Q. How much does the Space Shuttle cost?
Q. What is a launch window?
Q. What are the names of the Space Shuttle orbiters?
Q. Is it true that launching the Space Shuttle creates a local ozone hole, and that the Space Shuttle releases more chlorine than all industrial uses worldwide?
Q. How are NASA program names such as Mercury, Gemini and Apollo chosen?
Q. Why hasn't the United States developed a way to rescue astronauts who are in trouble on space missions?
Q. What are the dimensions of the Space Shuttles?
Q. How much does it cost to launch a Space Shuttle?
Q. Did any Shuttle launches take place at Vandenberg Air Force Base in California?
Q. What types of propellants are used in the Shuttle? How much do they weigh?
Q. How fast does a Shuttle travel? What is its altitude? How much fuel does it use?
Q. Can the Space Shuttle fly to the Moon?

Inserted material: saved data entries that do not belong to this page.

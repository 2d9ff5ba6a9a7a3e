use std::future::Future;

use hmeta_config::GatewayConfig;
use hmeta_reconcile::{
    customization_plan, relationship_plan, CustomizationPlan, MergeOutcome, MetadataSnapshot,
};
use hmeta_schemas::{DeclaredTable, MetadataRequest, RelationshipKind};
use hmeta_transport::{HttpTransport, IdempotentMarker, Transport, TransportError};
use serde::Serialize;
use tracing::{debug, info, warn};

use crate::{fetch_snapshot, ConvergeError, SnapshotError};

/// Outcome counters of one successful run.
#[derive(Clone, Debug, Default, PartialEq, Eq, Serialize)]
pub struct ConvergeReport {
    /// The baseline fetch failed and the run used an empty snapshot.
    pub baseline_degraded: bool,
    /// Tables of the configured source present in the baseline.
    pub baseline_tables: usize,
    /// Baseline entries of the configured source that could not be read.
    pub baseline_skipped_entries: usize,
    pub tables_tracked: usize,
    pub tables_already_tracked: usize,
    pub tables_customized: usize,
    /// Stored configurations that did not parse and were overwritten.
    pub unparseable_configurations: usize,
    pub relationships_created: usize,
    /// Relationship creates the gateway answered with `already-exists`.
    pub relationships_already_present: usize,
}

impl ConvergeReport {
    /// `true` when the run changed nothing beyond re-applying customizations.
    pub fn is_noop(&self) -> bool {
        self.tables_tracked == 0 && self.relationships_created == 0
    }
}

/// Drives one convergence run against a single gateway source.
///
/// Holds no mutable state between runs; the gateway is the only source of
/// truth. Independent sources need independent reconcilers.
#[derive(Debug)]
pub struct Reconciler<T> {
    transport: T,
    source: String,
}

impl Reconciler<HttpTransport> {
    pub fn from_config(cfg: &GatewayConfig) -> Result<Self, TransportError> {
        Ok(Self::new(HttpTransport::new(cfg)?, cfg.source()))
    }
}

impl<T: Transport> Reconciler<T> {
    /// `source` selects which export entries form the baseline.
    pub fn new(transport: T, source: impl Into<String>) -> Self {
        Self {
            transport,
            source: source.into(),
        }
    }

    pub fn source(&self) -> &str {
        &self.source
    }

    pub fn transport(&self) -> &T {
        &self.transport
    }

    pub async fn fetch_snapshot(&self) -> Result<MetadataSnapshot, SnapshotError> {
        fetch_snapshot(&self.transport, &self.source).await
    }

    /// Converge the gateway toward `tables`, in the given order.
    ///
    /// Safe to repeat: a second run over the same state only re-confirms
    /// tracked tables and existing relationships.
    pub async fn converge(&self, tables: &[DeclaredTable]) -> Result<ConvergeReport, ConvergeError> {
        let mut report = ConvergeReport::default();

        let baseline = match self.fetch_snapshot().await {
            Ok(snapshot) => {
                debug!(source = %self.source, tables = snapshot.len(), "fetched metadata baseline");
                for skipped in &snapshot.skipped {
                    warn!(
                        source = %self.source,
                        index = skipped.index,
                        error = %skipped.reason,
                        "skipping unreadable table entry in metadata baseline"
                    );
                }
                report.baseline_tables = snapshot.len();
                report.baseline_skipped_entries = snapshot.skipped.len();
                snapshot
            }
            Err(err) => {
                warn!(
                    source = %self.source,
                    error = %err,
                    "failed to fetch existing metadata, will overwrite configurations"
                );
                report.baseline_degraded = true;
                MetadataSnapshot::empty()
            }
        };

        for declared in tables {
            self.track_or_customize(declared, &baseline, &mut report)
                .await?;
        }

        for declared in tables {
            self.create_relationships(declared, &baseline, &mut report)
                .await?;
        }

        info!(
            source = %self.source,
            tracked = report.tables_tracked,
            customized = report.tables_customized,
            relationships = report.relationships_created,
            degraded = report.baseline_degraded,
            "metadata converged"
        );

        Ok(report)
    }

    /// [`Reconciler::converge`], abandoned as soon as `shutdown` completes.
    ///
    /// The in-flight request is dropped and nothing further is sent.
    pub async fn converge_until<F>(
        &self,
        tables: &[DeclaredTable],
        shutdown: F,
    ) -> Result<ConvergeReport, ConvergeError>
    where
        F: Future<Output = ()>,
    {
        tokio::select! {
            res = self.converge(tables) => res,
            () = shutdown => {
                warn!(source = %self.source, "metadata convergence cancelled");
                Err(ConvergeError::Cancelled)
            }
        }
    }

    async fn send(&self, req: &MetadataRequest) -> Result<Vec<u8>, TransportError> {
        let payload =
            serde_json::to_value(req).map_err(|e| TransportError::Encode(e.to_string()))?;
        self.transport.post(&payload).await
    }

    // -----------------------------------------------------------------------
    // Phase A
    // -----------------------------------------------------------------------

    async fn track_or_customize(
        &self,
        declared: &DeclaredTable,
        baseline: &MetadataSnapshot,
        report: &mut ConvergeReport,
    ) -> Result<(), ConvergeError> {
        let table = &declared.table;

        match self.send(&MetadataRequest::track_table(declared)).await {
            Ok(_) => {
                info!(table = %table, "tracked table");
                report.tables_tracked += 1;
                Ok(())
            }
            Err(err) if err.is_marker(IdempotentMarker::AlreadyTracked) => {
                report.tables_already_tracked += 1;

                let CustomizationPlan {
                    configuration,
                    outcome,
                } = customization_plan(declared, baseline.get(table));

                if let MergeOutcome::Unparseable(reason) = &outcome {
                    warn!(
                        table = %table,
                        error = %reason,
                        "failed to parse existing configuration, overwriting"
                    );
                    report.unparseable_configurations += 1;
                }

                let req =
                    MetadataRequest::set_table_customization(&declared.source, table, configuration);
                self.send(&req)
                    .await
                    .map_err(|cause| ConvergeError::Customize {
                        table: table.clone(),
                        cause,
                    })?;

                info!(
                    table = %table,
                    merged = matches!(outcome, MergeOutcome::Merged),
                    "updated table customization"
                );
                report.tables_customized += 1;
                Ok(())
            }
            Err(cause) => Err(ConvergeError::Track {
                table: table.clone(),
                cause,
            }),
        }
    }

    // -----------------------------------------------------------------------
    // Phase B
    // -----------------------------------------------------------------------

    async fn create_relationships(
        &self,
        declared: &DeclaredTable,
        baseline: &MetadataSnapshot,
        report: &mut ConvergeReport,
    ) -> Result<(), ConvergeError> {
        let plan = relationship_plan(declared, baseline.get(&declared.table));

        for rel in &plan.object {
            let req =
                MetadataRequest::create_object_relationship(&declared.source, &declared.table, rel);
            self.create_relationship(declared, RelationshipKind::Object, &rel.name, &req, report)
                .await?;
        }

        for rel in &plan.array {
            let req =
                MetadataRequest::create_array_relationship(&declared.source, &declared.table, rel);
            self.create_relationship(declared, RelationshipKind::Array, &rel.name, &req, report)
                .await?;
        }

        Ok(())
    }

    async fn create_relationship(
        &self,
        declared: &DeclaredTable,
        kind: RelationshipKind,
        name: &str,
        req: &MetadataRequest,
        report: &mut ConvergeReport,
    ) -> Result<(), ConvergeError> {
        match self.send(req).await {
            Ok(_) => {
                info!(table = %declared.table, relationship = name, kind = %kind, "created relationship");
                report.relationships_created += 1;
                Ok(())
            }
            Err(err) if err.is_marker(IdempotentMarker::AlreadyExists) => {
                debug!(table = %declared.table, relationship = name, kind = %kind, "relationship already exists");
                report.relationships_already_present += 1;
                Ok(())
            }
            Err(cause) => Err(ConvergeError::CreateRelationship {
                table: declared.table.clone(),
                kind,
                name: name.to_string(),
                cause,
            }),
        }
    }
}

Q. Why is so much water released at the pad during launch?
Q. How many launches did Space Shuttle Columbia fly?
Q. How are modern spacesuits different than the first ones?
Q. What does STS stand for?
Q. How are Shuttle missions numbered? Why don't the missions launch in number order?
Q. How do they track time in space?
Q. How do astronauts in space go to the bathroom and take care of their personal hygiene?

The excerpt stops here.